Democrats expect to retain House seats they hold in the Portland and Eugene areas. But to win back control, Democrats must regain seats in suburban areas of Portland that they lost in a sweep that erased their supermajority in the 2009 session and resulted in the 30-30 split in the 2011 session. This won't be easy, the GOP victors in 2010 are now incumbents and many can boast solid freshmen years in the legislature.
In his Capitol Watch column, Wong reports half of the 30 Senate seats are up for election in 2012. Four Democrat incumbents are from Portland — Senators Ginny Burdick, Jackie Dingfelder, Diane Rosenbaum and Chip Shields — are favored to win re-election in 2012. So is a fifth Democrat, Mark Hass from Beaverton.
Eight Republican incumbents from rural Oregon — Senators Ted Ferrioli, Dave Nelson, Chris Telfer, Jeff Kruse, Jason Atkinson, Brian Boquist, Fred Girod and Doug Whitsett — all should win re-election handily, though the Girod seat in the Stayton area sometimes produces an election contest.
This puts two seats in play — and the result, in a chamber currently controlled by Democrats by a 16 to 14 margin, will indicate which party controls the political process in 2013. The two seats are:
- The Verger seat on the South Coast, which could go either way. The fact that Roblan has declared for the seat may give an edge of sorts to the Democrats, but his opponent could be Dr. Scott Roberts, an oral surgeon from North Bend, a Republican who already had filed for the seat and gave Roblan a tussle in 2010 for his current House seat.
- A seat currently held by Senator Laurie Monnes Anderson, D-Gresham, will be another battleground. Though Monnes Anderson has won several previous elections in East Multnomah County, Republicans say they are targeting her seat. She got a boost last week at a downtown Portland fundraiser that was well-attended by lobbyists, along with Governor John Kitzhaber. The governor said Democrats could not afford to lose the seat, both because of Monnes Anderson's role as a moderate Democrat experienced in health care policy issues — she is a public health nurse by training — and because her re-election would help to assure that current Senate President Peter Courtney, D-Keizer, would retain his leadership position.
Courtney got the Senate President post as a result of a power-sharing arrangement after the 2002 election when, for the second time in history, Democrats and Republicans ended up tied 15 to 15. He has kept it since for a record five sessions.

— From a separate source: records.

//! Library scan coordination
//!
//! `LibraryScanner` owns the single-flight scan state and drives the
//! walker, extractor, and reconciliation over the whole tree. Exactly one
//! scan may run at a time process-wide; a second `start` is rejected
//! before any audit row is written.
//!
//! Error isolation is three-tiered: a failing title directory is recorded
//! and skipped, a failing author directory likewise, and only an error
//! that escapes the traversal itself (for example the library root
//! disappearing mid-run) marks the whole run failed.

use crate::db::{books, scan_history};
use crate::models::book::BookRecord;
use crate::models::scan::{ScanItemError, ScanStatus, ScanSummary, ScanType};
use crate::services::directory_walker;
use crate::services::metadata_extractor::MetadataExtractor;
use chrono::Utc;
use sqlx::SqlitePool;
use std::path::{Path, PathBuf};
use std::sync::{Arc, Mutex};
use thiserror::Error;
use tracing::{debug, error, info, warn};

/// Scanner errors
#[derive(Debug, Error)]
pub enum ScanError {
    /// A scan is already running; the request is rejected, not queued
    #[error("Library scan already in progress")]
    AlreadyRunning,

    /// Traversal-level I/O failure (library root unreadable)
    #[error("IO error: {0}")]
    Io(#[from] std::io::Error),

    /// Persistence failure outside item isolation (audit row writes)
    #[error(transparent)]
    Common(#[from] shelfmark_common::Error),
}

#[derive(Debug, Default)]
struct ScanState {
    scanning: bool,
    current_scan_id: Option<i64>,
}

/// Releases the single-flight state on every exit path, including panics
/// and early returns.
struct ScanGuard {
    state: Arc<Mutex<ScanState>>,
}

impl Drop for ScanGuard {
    fn drop(&mut self) {
        let mut state = lock_state(&self.state);
        state.scanning = false;
        state.current_scan_id = None;
    }
}

fn lock_state(state: &Mutex<ScanState>) -> std::sync::MutexGuard<'_, ScanState> {
    state.lock().unwrap_or_else(|poisoned| poisoned.into_inner())
}

/// Scan coordinator service. Constructed once at startup with its
/// dependencies injected and shared by reference with the HTTP layer.
pub struct LibraryScanner {
    db: SqlitePool,
    library_path: PathBuf,
    extractor: MetadataExtractor,
    state: Arc<Mutex<ScanState>>,
}

impl LibraryScanner {
    pub fn new(db: SqlitePool, library_path: impl Into<PathBuf>) -> Self {
        let library_path = library_path.into();
        Self {
            db,
            extractor: MetadataExtractor::new(library_path.clone()),
            library_path,
            state: Arc::new(Mutex::new(ScanState::default())),
        }
    }

    pub fn library_path(&self) -> &Path {
        &self.library_path
    }

    /// Check that the configured library root exists and is a directory.
    pub fn validate_library_path(&self) -> bool {
        directory_walker::validate_library_path(&self.library_path)
    }

    /// Current in-memory scan state. No database access.
    pub fn status(&self) -> ScanStatus {
        let state = lock_state(&self.state);
        ScanStatus {
            is_scanning: state.scanning,
            current_scan_id: state.current_scan_id,
        }
    }

    /// Run a full library scan.
    ///
    /// Inserts the audit row, traverses the tree, reconciles every
    /// extracted record, and writes the terminal audit state. On a
    /// run-level failure the error is recorded and re-raised so a
    /// fire-and-forget caller can log it.
    pub async fn start(&self, scan_type: ScanType) -> Result<ScanSummary, ScanError> {
        let _guard = self.acquire()?;

        info!(scan_type = scan_type.as_str(), "Starting library scan");

        let scan_id = scan_history::insert_running(&self.db, scan_type, Utc::now()).await?;
        lock_state(&self.state).current_scan_id = Some(scan_id);

        match self.perform_scan().await {
            Ok(summary) => {
                if let Err(e) =
                    scan_history::mark_completed(&self.db, scan_id, &summary, Utc::now()).await
                {
                    error!(scan_id, error = %e, "Failed to record scan completion");
                    self.record_failure(scan_id, &e.to_string()).await;
                    return Err(e.into());
                }
                info!(
                    scan_id,
                    books_found = summary.books_found,
                    books_added = summary.books_added,
                    books_updated = summary.books_updated,
                    errors = summary.errors.len(),
                    "Library scan completed"
                );
                Ok(summary)
            }
            Err(e) => {
                error!(scan_id, error = %e, "Library scan failed");
                self.record_failure(scan_id, &e.to_string()).await;
                Err(e)
            }
        }
        // _guard drops here, releasing the single-flight state
    }

    /// Best-effort terminal-state write; a failure here is logged, never
    /// propagated over the original scan error.
    async fn record_failure(&self, scan_id: i64, message: &str) {
        if let Err(db_err) =
            scan_history::mark_failed(&self.db, scan_id, message, Utc::now()).await
        {
            error!(scan_id, error = %db_err, "Failed to record scan failure");
        }
    }

    /// Atomic check-and-set of the single-flight flag.
    fn acquire(&self) -> Result<ScanGuard, ScanError> {
        let mut state = lock_state(&self.state);
        if state.scanning {
            return Err(ScanError::AlreadyRunning);
        }
        state.scanning = true;
        state.current_scan_id = None;
        drop(state);
        Ok(ScanGuard {
            state: Arc::clone(&self.state),
        })
    }

    /// Sequential two-level traversal: authors, then titles within each.
    async fn perform_scan(&self) -> Result<ScanSummary, ScanError> {
        let mut summary = ScanSummary::default();

        // A failure here (root unreadable) is run-level and propagates
        let author_dirs = directory_walker::list_child_directories(&self.library_path)?;

        for author_dir in author_dirs {
            let author_path = self.library_path.join(&author_dir);
            debug!(author = %author_dir, "Scanning author directory");

            let book_dirs = match directory_walker::list_child_directories(&author_path) {
                Ok(dirs) => dirs,
                Err(e) => {
                    warn!(path = %author_path.display(), error = %e, "Failed to scan author directory");
                    summary.errors.push(ScanItemError {
                        path: author_path.to_string_lossy().into_owned(),
                        error: e.to_string(),
                    });
                    continue;
                }
            };

            for book_dir in book_dirs {
                let book_path = author_path.join(&book_dir);
                if let Err(e) = self
                    .process_book_directory(&book_path, &author_dir, &book_dir, &mut summary)
                    .await
                {
                    warn!(path = %book_path.display(), error = %e, "Failed to scan book directory");
                    summary.errors.push(ScanItemError {
                        path: book_path.to_string_lossy().into_owned(),
                        error: e.to_string(),
                    });
                }
            }
        }

        Ok(summary)
    }

    /// Extract and reconcile one title directory. Any error here is an
    /// item-level failure handled by the caller.
    async fn process_book_directory(
        &self,
        book_path: &Path,
        author_dir: &str,
        book_dir: &str,
        summary: &mut ScanSummary,
    ) -> shelfmark_common::Result<()> {
        let Some(record) = self
            .extractor
            .scan_book_directory(book_path, author_dir, book_dir)?
        else {
            return Ok(());
        };

        summary.books_found += 1;
        self.reconcile(&record, summary).await
    }

    /// Insert or update by external key.
    async fn reconcile(
        &self,
        record: &BookRecord,
        summary: &mut ScanSummary,
    ) -> shelfmark_common::Result<()> {
        match books::find_by_external_id(&self.db, &record.external_id).await? {
            Some(existing) => {
                books::update_book(&self.db, existing.id, record).await?;
                debug!(title = %record.title, "Updated book");
                summary.books_updated += 1;
            }
            None => {
                books::insert_book(&self.db, record).await?;
                debug!(title = %record.title, author = %record.author_name, "Added new book");
                summary.books_added += 1;
            }
        }
        Ok(())
    }
}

Even this early, more than a year before the November 2012 general election, lobbyists and others are paying close attention to the coming battle for control of the Senate and the House. They are wandering around attending myriad fundraisers, which usually feature late-afternoon wine and hors d'oeuvres -- plus, of course, the political contribution checks.
The battle for control matters. In the 2011 legislative session, with control split almost evenly between Republicans and Democrats, the political climate produced solid middle ground solutions on a number of complicated public policy issues. In the 2009 legislative session, by contrast, Democrats held sway by supermajority margins in both the House and the Senate and the result was a series of actions tilted heavily toward the left side of the spectrum, including new taxes on business, which still rankle those who pay them.
So, if you are invited to early fundraisers and choose to attend, know that you are participating in a process that will carry significant implications for the conduct of the public's business in 2013.
[The author, CFM partner Dave Fiskum, who has lobbied in Oregon for more than 30 years, has seen sessions where Democrats were in charge by wide margins and where Republicans were in charge by wide margins. If it matters, he tends to favor split control where solutions to public policy issues are negotiated in the middle.]